Four Holistic Approaches to Calm Your Nervous System

Beautiful woodland path

Are you feeling anxious about an upcoming transition, or just carrying a steady hum of everyday overwhelm? You’re not alone. When life speeds up or shifts unexpectedly, your nervous system often takes the hit first.

The good news: there are simple, grounded ways to support your body and gently guide yourself back to a place of calm. Here are four holistic approaches we come back to again and again, because they’re accessible, nourishing, and deeply effective.

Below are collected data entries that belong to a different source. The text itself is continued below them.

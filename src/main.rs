/// SplitFast MCP Server Entry Point
///
/// Loads configuration from the environment, opens the expense ledger and
/// starts the configured transport (STDIO, Streamable HTTP, or both). See
/// `core::config` for the recognised environment variables.
///
/// Logging goes to stderr and is filtered by RUST_LOG (default: "info");
/// stdout carries nothing but protocol frames in STDIO mode.

mod core;
mod ledger;
mod tools;

use std::io;
use std::sync::Arc;

use tracing_subscriber::EnvFilter;

use crate::core::config::{Config, TransportMode};
use crate::core::server::{self, McpServer};
use crate::ledger::Ledger;

fn init_tracing() {
    let filter = EnvFilter::try_from_default_env().unwrap_or_else(|_| EnvFilter::new("info"));
    // try_init also bridges `log` records from the actix Logger middleware
    let _ = tracing_subscriber::fmt()
        .with_env_filter(filter)
        .with_writer(io::stderr)
        .with_ansi(false)
        .try_init();
}

#[tokio::main]
async fn main() -> io::Result<()> {
    init_tracing();

    let config = Config::from_env().map_err(|e| {
        tracing::error!(error = %e, "invalid configuration");
        io::Error::new(io::ErrorKind::InvalidInput, e)
    })?;

    let ledger = if config.db_path == ":memory:" {
        Ledger::open_in_memory()
    } else {
        Ledger::open(&config.db_path)
    };
    let ledger = ledger.map_err(|e| {
        tracing::error!(path = %config.db_path, error = %e, "cannot open ledger");
        io::Error::other(e)
    })?;
    let registry = server::initialize_tools(Arc::new(ledger));
    let mcp = Arc::new(McpServer::new(config.info.clone(), registry));

    tracing::info!(transport = %config.transport, db = %config.db_path, "starting SplitFast");

    match config.transport {
        TransportMode::Stdio => server::run_server_stdio(mcp).await,
        TransportMode::Http => server::run_server_http(&config, mcp).await,
        TransportMode::Both => {
            // STDIO in the background, HTTP in the foreground
            let stdio = Arc::clone(&mcp);
            let stdio_handle = tokio::spawn(async move {
                if let Err(e) = server::run_server_stdio(stdio).await {
                    tracing::error!(error = %e, "STDIO transport failed");
                }
            });

            let http_result = server::run_server_http(&config, mcp).await;

            // If HTTP server exits, abort STDIO task
            stdio_handle.abort();
            http_result
        }
    }
}
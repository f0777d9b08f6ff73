/// Schema Migrations
///
/// Migrations are applied in order inside one transaction and the applied
/// version is mirrored to `PRAGMA user_version`.
///
/// Databases written by the earlier SplitFast server carry the same tables
/// at `user_version` 0, with member and participant lists stored as
/// comma-joined text. Migration 1 adopts those tables as they are and
/// migration 2 rewrites the lists as JSON arrays.

use rusqlite::{Connection, Transaction, params};

use super::error::{LedgerError, LedgerResult};

struct Migration {
    version: u32,
    sql: &'static str,
    /// Data rewrite run after `sql`, inside the same transaction.
    upgrade: Option<fn(&Transaction<'_>) -> LedgerResult<()>>,
}

const MIGRATIONS: &[Migration] = &[
    Migration {
        version: 1,
        sql: include_str!("0001_init.sql"),
        upgrade: None,
    },
    Migration {
        version: 2,
        sql: include_str!("0002_json_name_lists.sql"),
        upgrade: Some(convert_comma_lists),
    },
];

/// Latest schema version known by this binary.
pub fn latest_version() -> u32 {
    MIGRATIONS.last().map_or(0, |migration| migration.version)
}

/// Apply all pending migrations on the connection.
pub fn apply_migrations(conn: &mut Connection) -> LedgerResult<()> {
    let current = current_version(conn)?;
    let latest = latest_version();

    if current > latest {
        return Err(LedgerError::UnsupportedSchemaVersion {
            db_version: current,
            latest_supported: latest,
        });
    }
    if current == latest {
        return Ok(());
    }

    let tx = conn.transaction()?;
    for migration in MIGRATIONS.iter().filter(|m| m.version > current) {
        tx.execute_batch(migration.sql)?;
        if let Some(upgrade) = migration.upgrade {
            upgrade(&tx)?;
        }
        tx.execute_batch(&format!("PRAGMA user_version = {};", migration.version))?;
        tracing::info!(version = migration.version, "applied schema migration");
    }
    tx.commit()?;

    Ok(())
}

pub fn current_version(conn: &Connection) -> LedgerResult<u32> {
    Ok(conn.query_row("PRAGMA user_version;", [], |row| row.get::<_, u32>(0))?)
}

/// Rewrite comma-joined `members` and `participants` values as JSON arrays.
///
/// Values that already parse as JSON string arrays are left alone. Empty
/// names are dropped, matching how the lists were read before.
fn convert_comma_lists(tx: &Transaction<'_>) -> LedgerResult<()> {
    let groups = rewrite_list_column(tx, "groups", "members")?;
    let expenses = rewrite_list_column(tx, "expenses", "participants")?;
    if groups + expenses > 0 {
        tracing::info!(groups, expenses, "converted comma-separated name lists");
    }
    Ok(())
}

fn rewrite_list_column(tx: &Transaction<'_>, table: &str, column: &str) -> LedgerResult<usize> {
    let rows: Vec<(String, Option<String>)> = {
        let mut stmt = tx.prepare(&format!("SELECT id, {column} FROM {table}"))?;
        let rows = stmt
            .query_map([], |row| Ok((row.get(0)?, row.get(1)?)))?
            .collect::<Result<Vec<_>, _>>()?;
        rows
    };

    let mut converted = 0;
    for (id, raw) in rows {
        let raw = raw.unwrap_or_default();
        if serde_json::from_str::<Vec<String>>(&raw).is_ok() {
            continue;
        }
        let names: Vec<&str> = raw.split(',').filter(|name| !name.is_empty()).collect();
        tx.execute(
            &format!("UPDATE {table} SET {column} = ?1 WHERE id = ?2"),
            params![serde_json::to_string(&names)?, id],
        )?;
        converted += 1;
    }
    Ok(converted)
}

Art Therapy: Let Expression Lead

Art therapy, sometimes called expressive therapy, is less about creating something “good” and more about allowing something true to move through you. It gives your emotions a place to land when words feel out of reach.

This can look like:

  • Watercolor painting without a plan
  • Coloring in an adult coloring book
  • Sketching how your day felt, not how it looked
  • Creating something symbolic, like a postcard you’ll never send

There’s no right or wrong here. Just the quiet rhythm of hand to paper, stitch to stitch, breath to brushstroke.

We often see people return to simple, tactile crafts (knitting, crocheting, even doodling) as a way to reconnect with themselves. These practices can be especially supportive for those who find it difficult to process emotions verbally, including children, neurodivergent individuals, or anyone moving through a heavy season.

Sometimes, calm begins with creating space for what’s inside you to be seen.

Forest Bathing: Return to What Grounds You

There’s something quietly powerful about stepping into nature; something that asks nothing of you, yet gives so much in return.

Forest bathing (or simply spending intentional time in nature) is a gentle but effective way to reset your nervous system. It invites you to slow down, breathe deeper, and reconnect, not just with the world around you, but with yourself.

Time in nature can:

  • Lower blood pressure
  • Support immune function
  • Help the body recover from stress, illness, and emotional strain

But beyond the measurable benefits, there’s something harder to quantify: a sense of remembering. Of coming back to your own natural rhythm.

Even a short walk outside, sitting under a tree, or noticing the way light moves through leaves can begin to restore a sense of balance.

Grounding: Reconnect with the Earth

Grounding, also known as earthing, is one of the simplest ways to support your nervous system. It’s exactly what it sounds like: direct contact with the earth, often through bare feet on grass, sand, or soil.

While it may seem almost too simple, this physical connection can have meaningful effects on the body.

Some of the reported benefits include:

  • Reduced stress response and a shift toward a more relaxed state
  • Improved sleep and cortisol balance
  • Increased heart rate variability (a key marker of resilience)
  • Decreased pain and inflammation

Think of grounding as a reset button, an opportunity to discharge some of the accumulated stress your body has been holding.

And it doesn’t require anything fancy. Just a few quiet minutes outside, feet on the earth, noticing your breath.

Community Connection: We’re Not Meant to Do This Alone

One of the most overlooked, but deeply impactful, ways to regulate your nervous system is through connection.

Being part of a supportive, like-minded community offers more than companionship. It creates a sense of safety, belonging, and shared experience. Things your nervous system actively seeks.

This might look like:

  • Joining a yoga or movement class
  • Attending a creative workshop
  • Gathering with friends for conversation or music
  • Simply reaching out to a support group (i.e. Grief group, Parenting group, Caregiving group) and being honest about how you’re feeling

Community reminds you that you don’t have to carry everything on your own.

And that reminder, in itself, can be profoundly calming.

A Gentle Closing

Calming your nervous system doesn’t have to be complicated or clinical. Often, it’s found in the quiet, consistent choices you make to care for yourself, picking up a paintbrush, stepping outside, feeling the ground beneath your feet, or sitting with someone who sees you.

These practices aren’t about fixing you. They’re about supporting you as you move through change, uncertainty, and growth.

Try one. Stay curious. Notice what shifts.

And remember: calm isn’t something you have to chase, it’s something you can return to, again and again.